The authors declare that there are no conflict of interest with respect to the authorship and/or publication of this article.

Figures

Figure 1
Figure 1
Scheme showing how the SARS-CoV-2 virus, and pre-existent high-risk medical conditions, shift tryptophan metabolism to increase AhR ligands. The activation of the AhR alters the nature of the initial ‘cytokine storm’ and suppresses the endogenous antiviral responses of NK cells and CD8+ T cells, leading to a prolonged activation of macrophages, neutrophils, and mast cells, as evident in severe SARS-CoV-2 infection.

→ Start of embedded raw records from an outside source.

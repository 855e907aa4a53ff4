//! Error types for structured error handling.
//!
//! This module provides:
//! - `PricingError`: Top-level errors surfaced to callers of the pricing stack
//! - `InterpolationError`: Errors from interpolation operations
//! - `SolverError`: Errors from root-finding solvers

use std::fmt;
use thiserror::Error;

/// Categorised pricing errors.
///
/// Every layer of the workspace converts its own error type into a
/// `PricingError` so that an outer orchestration layer only has to handle one
/// type.
///
/// # Variants
/// - `InvalidInput`: Invalid market data, option or configuration
/// - `NumericalInstability`: A numerical routine broke down (singular system, non-finite values)
/// - `ModelFailure`: Model assumptions violated
/// - `Unavailable`: A requested quantity could not be produced for these inputs
///
/// # Examples
/// ```
/// use pricer_core::types::PricingError;
///
/// let err = PricingError::InvalidInput("Negative strike".to_string());
/// assert_eq!(format!("{}", err), "Invalid input: Negative strike");
/// ```
#[derive(Debug, Clone, PartialEq, Eq)]
pub enum PricingError {
    /// Invalid input data or parameters
    InvalidInput(String),

    /// Numerical instability during computation
    NumericalInstability(String),

    /// Model failed to produce valid result
    ModelFailure(String),

    /// Result not available for the given inputs
    Unavailable(String),
}

impl fmt::Display for PricingError {
    fn fmt(&self, f: &mut fmt::Formatter<'_>) -> fmt::Result {
        match self {
            PricingError::InvalidInput(msg) => write!(f, "Invalid input: {}", msg),
            PricingError::NumericalInstability(msg) => {
                write!(f, "Numerical instability: {}", msg)
            }
            PricingError::ModelFailure(msg) => write!(f, "Model failure: {}", msg),
            PricingError::Unavailable(msg) => write!(f, "Unavailable: {}", msg),
        }
    }
}

impl std::error::Error for PricingError {}

/// Interpolation errors.
///
/// # Variants
/// - `OutOfBounds`: Query point outside valid interpolation domain
/// - `InsufficientData`: Not enough data points for interpolation
/// - `NonMonotonicData`: Abscissae are not strictly increasing
/// - `InvalidInput`: General invalid input error
///
/// # Examples
/// ```
/// use pricer_core::types::InterpolationError;
///
/// let err = InterpolationError::OutOfBounds { x: 5.0, min: 0.0, max: 3.0 };
/// assert!(format!("{}", err).contains("outside valid domain"));
/// ```
#[derive(Error, Debug, Clone, PartialEq)]
#[cfg_attr(feature = "serde", derive(serde::Serialize, serde::Deserialize))]
pub enum InterpolationError {
    /// Query point outside valid interpolation domain.
    #[error("Query point {x} outside valid domain [{min}, {max}]")]
    OutOfBounds {
        /// The query point that was out of bounds
        x: f64,
        /// Minimum valid value
        min: f64,
        /// Maximum valid value
        max: f64,
    },

    /// Insufficient data points for interpolation.
    #[error("Insufficient data points: got {got}, need at least {need}")]
    InsufficientData {
        /// Number of points provided
        got: usize,
        /// Minimum number of points required
        need: usize,
    },

    /// Abscissae are not strictly increasing.
    #[error("Data is not monotonic at index {index}")]
    NonMonotonicData {
        /// Index where monotonicity violation was detected
        index: usize,
    },

    /// Invalid input data or parameters.
    #[error("Invalid input: {0}")]
    InvalidInput(String),
}

/// Root-finding solver errors.
///
/// # Variants
/// - `MaxIterationsExceeded`: Solver failed to converge within iteration limit
/// - `NoBracket`: Function values at bracket endpoints have same sign
/// - `NumericalInstability`: General numerical instability
///
/// # Examples
/// ```
/// use pricer_core::types::SolverError;
///
/// let err = SolverError::MaxIterationsExceeded { iterations: 100 };
/// assert!(format!("{}", err).contains("100 iterations"));
/// ```
#[derive(Error, Debug, Clone, PartialEq)]
#[cfg_attr(feature = "serde", derive(serde::Serialize, serde::Deserialize))]
pub enum SolverError {
    /// Solver failed to converge within maximum iterations.
    #[error("Failed to converge after {iterations} iterations")]
    MaxIterationsExceeded {
        /// Number of iterations attempted
        iterations: usize,
    },

    /// No valid bracket (function values at endpoints have same sign).
    #[error("No bracket: f({a}) and f({b}) have same sign")]
    NoBracket {
        /// Left bracket endpoint
        a: f64,
        /// Right bracket endpoint
        b: f64,
    },

    /// Numerical instability during computation.
    #[error("Numerical instability: {0}")]
    NumericalInstability(String),
}

impl From<InterpolationError> for PricingError {
    fn from(err: InterpolationError) -> Self {
        PricingError::InvalidInput(err.to_string())
    }
}

impl From<SolverError> for PricingError {
    fn from(err: SolverError) -> Self {
        PricingError::NumericalInstability(err.to_string())
    }
}

#[cfg(test)]
mod tests {
    use super::*;

    // ========================================
    // PricingError
    // ========================================

    #[test]
    fn test_pricing_error_display() {
        assert_eq!(
            PricingError::InvalidInput("bad".to_string()).to_string(),
            "Invalid input: bad"
        );
        assert_eq!(
            PricingError::NumericalInstability("singular".to_string()).to_string(),
            "Numerical instability: singular"
        );
        assert_eq!(
            PricingError::ModelFailure("negative density".to_string()).to_string(),
            "Model failure: negative density"
        );
        assert_eq!(
            PricingError::Unavailable("implied vol".to_string()).to_string(),
            "Unavailable: implied vol"
        );
    }

    #[test]
    fn test_pricing_error_is_std_error() {
        let err = PricingError::ModelFailure("x".to_string());
        let _: &dyn std::error::Error = &err;
    }

    // ========================================
    // InterpolationError / SolverError
    // ========================================

    #[test]
    fn test_interpolation_error_display() {
        let err = InterpolationError::InsufficientData { got: 1, need: 2 };
        assert_eq!(
            err.to_string(),
            "Insufficient data points: got 1, need at least 2"
        );

        let err = InterpolationError::NonMonotonicData { index: 3 };
        assert_eq!(err.to_string(), "Data is not monotonic at index 3");
    }

    #[test]
    fn test_solver_error_display() {
        let err = SolverError::NoBracket { a: 0.0, b: 1.0 };
        assert_eq!(err.to_string(), "No bracket: f(0) and f(1) have same sign");
    }

    #[test]
    fn test_solver_error_into_pricing_error() {
        let err: PricingError = SolverError::MaxIterationsExceeded { iterations: 7 }.into();
        match err {
            PricingError::NumericalInstability(msg) => assert!(msg.contains("7 iterations")),
            _ => panic!("Expected NumericalInstability variant"),
        }
    }

    #[test]
    fn test_interpolation_error_into_pricing_error() {
        let err: PricingError = InterpolationError::InvalidInput("nan".to_string()).into();
        assert!(matches!(err, PricingError::InvalidInput(_)));
    }
}
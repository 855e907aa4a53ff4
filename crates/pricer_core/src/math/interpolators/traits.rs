//! Interpolator trait definition.

use crate::types::InterpolationError;
use num_traits::Float;

/// One-dimensional interpolator over a fixed, sorted data set.
///
/// Implementations are immutable once constructed and are `Send + Sync`
/// whenever `T` is, so a single interpolator can serve many threads.
///
/// # Example
///
/// ```
/// use pricer_core::math::interpolators::{Interpolator, LinearInterpolator};
///
/// let interp = LinearInterpolator::new(&[0.0_f64, 1.0, 2.0], &[0.0, 2.0, 4.0]).unwrap();
/// assert!(interp.contains(1.5));
/// assert!(!interp.contains(2.5));
/// assert!((interp.interpolate(1.5).unwrap() - 3.0).abs() < 1e-12);
/// ```
pub trait Interpolator<T: Float> {
    /// Interpolate the value at `x`.
    ///
    /// # Errors
    ///
    /// `InterpolationError::OutOfBounds` when `x` lies outside [`domain`](Interpolator::domain).
    fn interpolate(&self, x: T) -> Result<T, InterpolationError>;

    /// Return the closed interval `(x_min, x_max)` on which interpolation is defined.
    fn domain(&self) -> (T, T);

    /// Whether `x` lies inside the interpolation domain.
    #[inline]
    fn contains(&self, x: T) -> bool {
        let (lo, hi) = self.domain();
        x >= lo && x <= hi
    }
}
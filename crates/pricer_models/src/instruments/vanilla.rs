//! European vanilla option.

use num_traits::Float;

use super::error::InstrumentError;

/// European call or put on the forward.
///
/// # Type Parameters
/// * `T` - Floating-point type implementing `Float`
///
/// # Examples
/// ```
/// use pricer_models::instruments::EuropeanVanillaOption;
///
/// let call = EuropeanVanillaOption::call(100.0_f64, 1.0).unwrap();
/// assert_eq!(call.payoff(110.0), 10.0);
/// assert_eq!(call.payoff(90.0), 0.0);
///
/// // Payoff per unit forward on a moneyness axis
/// assert_eq!(call.normalised_payoff(0.75), 0.25);
/// ```
#[derive(Debug, Clone, Copy, PartialEq)]
#[cfg_attr(feature = "serde", derive(serde::Serialize, serde::Deserialize))]
pub struct EuropeanVanillaOption<T: Float> {
    strike: T,
    time_to_expiry: T,
    is_call: bool,
}

impl<T: Float> EuropeanVanillaOption<T> {
    /// Creates a new option.
    ///
    /// # Errors
    /// - `InstrumentError::InvalidStrike` if strike <= 0 or not finite
    /// - `InstrumentError::InvalidExpiry` if time_to_expiry < 0 or not finite
    pub fn new(strike: T, time_to_expiry: T, is_call: bool) -> Result<Self, InstrumentError> {
        if !(strike > T::zero()) || !strike.is_finite() {
            return Err(InstrumentError::InvalidStrike {
                strike: strike.to_f64().unwrap_or(f64::NAN),
            });
        }
        if !(time_to_expiry >= T::zero()) || !time_to_expiry.is_finite() {
            return Err(InstrumentError::InvalidExpiry {
                expiry: time_to_expiry.to_f64().unwrap_or(f64::NAN),
            });
        }
        Ok(Self {
            strike,
            time_to_expiry,
            is_call,
        })
    }

    /// Call option.
    pub fn call(strike: T, time_to_expiry: T) -> Result<Self, InstrumentError> {
        Self::new(strike, time_to_expiry, true)
    }

    /// Put option.
    pub fn put(strike: T, time_to_expiry: T) -> Result<Self, InstrumentError> {
        Self::new(strike, time_to_expiry, false)
    }

    /// The same contract at another strike.
    pub fn with_strike(&self, strike: T) -> Result<Self, InstrumentError> {
        Self::new(strike, self.time_to_expiry, self.is_call)
    }

    /// Strike price.
    #[inline]
    pub fn strike(&self) -> T {
        self.strike
    }

    /// Time to expiry in years.
    #[inline]
    pub fn time_to_expiry(&self) -> T {
        self.time_to_expiry
    }

    /// True for a call.
    #[inline]
    pub fn is_call(&self) -> bool {
        self.is_call
    }

    /// Payoff at expiry for underlying level `x`.
    #[inline]
    pub fn payoff(&self, x: T) -> T {
        if self.is_call {
            (x - self.strike).max(T::zero())
        } else {
            (self.strike - x).max(T::zero())
        }
    }

    /// Payoff divided by the forward, as a function of moneyness `m = K / F`.
    ///
    /// - Call: `max(1 - m, 0)`
    /// - Put: `max(m - 1, 0)`
    #[inline]
    pub fn normalised_payoff(&self, m: T) -> T {
        if self.is_call {
            (T::one() - m).max(T::zero())
        } else {
            (m - T::one()).max(T::zero())
        }
    }
}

The driving to tryptophan to kynurenine and I3P, along with the elevated pro-inflammatory cytokines of the ‘cytokine storm’, also suppresses pineal melatonin production and therefore the induction of the α7nAChR by melatonin, thereby contributing lost vagal dampening of immune activity and raising sympathetic nervous system activation. The elevation in pro-inflammatory cytokines also increases gut dysbiosis/permeability, leading to a decrease in butyrate and raising LPS levels, further contributing to metabolic dysregulation of patterned immune responses to SARS-CoV-2 infection. A number of readily available nutraceuticals, such as resveratrol, EGCG, folate, vitamin B12, and curcumin, by AhR inhibition, may act to modulate how many processes influence SARS-CoV-2 pathophysiology.